===== RECORDS FOR THIS TASK

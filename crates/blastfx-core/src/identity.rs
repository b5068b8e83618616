//! Identity types for explosion definitions, generators, and resources

use serde::{Deserialize, Serialize};
use std::fmt;

/// Identifier of a compiled explosion definition in the program cache
///
/// Ordinary values are small indices into the cache's vector store and stay
/// stable across reloads of the same tag. Three reserved values live out of
/// band above the index range.
#[derive(Debug, Clone, Copy, PartialEq, Eq, Hash, Serialize, Deserialize)]
pub struct ExplosionId(pub u32);

impl ExplosionId {
    /// Compile failed or tag not found
    pub const INVALID: ExplosionId = ExplosionId(u32::MAX);
    /// Route to the non-custom fallback generator
    pub const STANDARD: ExplosionId = ExplosionId(u32::MAX - 1);
    /// One-shot nested spawn; resolves to the last-compiled entry
    pub const SPAWNER: ExplosionId = ExplosionId(u32::MAX - 2);

    /// Create an ordinary cache-index identifier
    pub fn new(index: u32) -> Self {
        Self(index)
    }

    /// Raw value
    pub fn raw(&self) -> u32 {
        self.0
    }

    /// True unless this is the INVALID sentinel
    pub fn is_valid(&self) -> bool {
        *self != ExplosionId::INVALID
    }
}

impl fmt::Display for ExplosionId {
    fn fmt(&self, f: &mut fmt::Formatter<'_>) -> fmt::Result {
        match *self {
            ExplosionId::INVALID => write!(f, "explosion:invalid"),
            ExplosionId::STANDARD => write!(f, "explosion:standard"),
            ExplosionId::SPAWNER => write!(f, "explosion:spawner"),
            ExplosionId(n) => write!(f, "explosion:{}", n),
        }
    }
}

/// Identifier of a loaded (possibly nested) explosion generator
#[derive(Debug, Clone, Copy, PartialEq, Eq, Hash, Serialize, Deserialize)]
pub struct GeneratorId(pub u32);

impl GeneratorId {
    /// Raw value
    pub fn raw(&self) -> u32 {
        self.0
    }
}

impl fmt::Display for GeneratorId {
    fn fmt(&self, f: &mut fmt::Formatter<'_>) -> fmt::Result {
        write!(f, "generator:{}", self.0)
    }
}

/// Opaque handle to an externally registered shared resource
///
/// Texture regions, color gradients, and nested generators resolve to one of
/// these at compile time; LOADP carries the handle as its operand and STOREP
/// writes it into the instance. Handles are meaningful only to the registry
/// that issued them.
#[derive(Debug, Clone, Copy, PartialEq, Eq, Hash, Serialize, Deserialize)]
pub struct ResourceHandle(u64);

impl ResourceHandle {
    /// The "no resource" value; the pointer accumulator resets to this
    pub const NONE: ResourceHandle = ResourceHandle(0);

    /// Reconstruct a handle from its raw value
    pub fn from_raw(raw: u64) -> Self {
        Self(raw)
    }

    /// Raw value
    pub fn raw(&self) -> u64 {
        self.0
    }

    /// True if this is the NONE handle
    pub fn is_none(&self) -> bool {
        self.0 == 0
    }
}

#[cfg(test)]
mod tests {
    use super::*;

    #[test]
    fn test_reserved_ids() {
        assert!(!ExplosionId::INVALID.is_valid());
        assert!(ExplosionId::STANDARD.is_valid());
        assert!(ExplosionId::new(0).is_valid());
        assert_eq!(format!("{}", ExplosionId::new(3)), "explosion:3");
        assert_eq!(format!("{}", ExplosionId::SPAWNER), "explosion:spawner");
    }

    #[test]
    fn test_handle_none() {
        assert!(ResourceHandle::NONE.is_none());
        assert!(!ResourceHandle::from_raw(7).is_none());
    }
}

==========

## TASK ITEM
Each line above is to be restated exactly as it stands.

## SOLUTION FOR THIS PROBLEM
filename crates/blastfx-core/src/identity.rs
repository b5068b8e83618616
//! Identity types for explosion definitions, generators, and resources

use serde::{Deserialize, Serialize};
use std::fmt;

/// Identifier of a compiled explosion definition in the program cache
///
/// Ordinary values are small indices into the cache's vector store and stay
/// stable across reloads of the same tag. Three reserved values live out of
/// band above the index range.
#[derive(Debug, Clone, Copy, PartialEq, Eq, Hash, Serialize, Deserialize)]
pub struct ExplosionId(pub u32);

impl ExplosionId {
    /// Compile failed or tag not found
    pub const INVALID: ExplosionId = ExplosionId(u32::MAX);
    /// Route to the non-custom fallback generator
    pub const STANDARD: ExplosionId = ExplosionId(u32::MAX - 1);
    /// One-shot nested spawn; resolves to the last-compiled entry
    pub const SPAWNER: ExplosionId = ExplosionId(u32::MAX - 2);

    /// Create an ordinary cache-index identifier
    pub fn new(index: u32) -> Self {
        Self(index)
    }

    /// Raw value
    pub fn raw(&self) -> u32 {
        self.0
    }

    /// True unless this is the INVALID sentinel
    pub fn is_valid(&self) -> bool {
        *self != ExplosionId::INVALID
    }
}

impl fmt::Display for ExplosionId {
    fn fmt(&self, f: &mut fmt::Formatter<'_>) -> fmt::Result {
        match *self {
            ExplosionId::INVALID => write!(f, "explosion:invalid"),
            ExplosionId::STANDARD => write!(f, "explosion:standard"),
            ExplosionId::SPAWNER => write!(f, "explosion:spawner"),
            ExplosionId(n) => write!(f, "explosion:{}", n),
        }
    }
}

/// Identifier of a loaded (possibly nested) explosion generator
#[derive(Debug, Clone, Copy, PartialEq, Eq, Hash, Serialize, Deserialize)]
pub struct GeneratorId(pub u32);

impl GeneratorId {
    /// Raw value
    pub fn raw(&self) -> u32 {
        self.0
    }
}

impl fmt::Display for GeneratorId {
    fn fmt(&self, f: &mut fmt::Formatter<'_>) -> fmt::Result {
        write!(f, "generator:{}", self.0)
    }
}

/// Opaque handle to an externally registered shared resource
///
/// Texture regions, color gradients, and nested generators resolve to one of
/// these at compile time; LOADP carries the handle as its operand and STOREP
/// writes it into the instance. Handles are meaningful only to the registry
/// that issued them.
#[derive(Debug, Clone, Copy, PartialEq, Eq, Hash, Serialize, Deserialize)]
pub struct ResourceHandle(u64);

impl ResourceHandle {
    /// The "no resource" value; the pointer accumulator resets to this
    pub const NONE: ResourceHandle = ResourceHandle(0);

    /// Reconstruct a handle from its raw value
    pub fn from_raw(raw: u64) -> Self {
        Self(raw)
    }

    /// Raw value
    pub fn raw(&self) -> u64 {
        self.0
    }

    /// True if this is the NONE handle
    pub fn is_none(&self) -> bool {
        self.0 == 0
    }
}

#[cfg(test)]
mod tests {
    use super::*;

    #[test]
    fn test_reserved_ids() {
        assert!(!ExplosionId::INVALID.is_valid());
        assert!(ExplosionId::STANDARD.is_valid());
        assert!(ExplosionId::new(0).is_valid());
        assert_eq!(format!("{}", ExplosionId::new(3)), "explosion:3");
        assert_eq!(format!("{}", ExplosionId::SPAWNER), "explosion:spawner");
    }

    #[test]
    fn test_handle_none() {
        assert!(ResourceHandle::NONE.is_none());
        assert!(!ResourceHandle::from_raw(7).is_none());
    }
}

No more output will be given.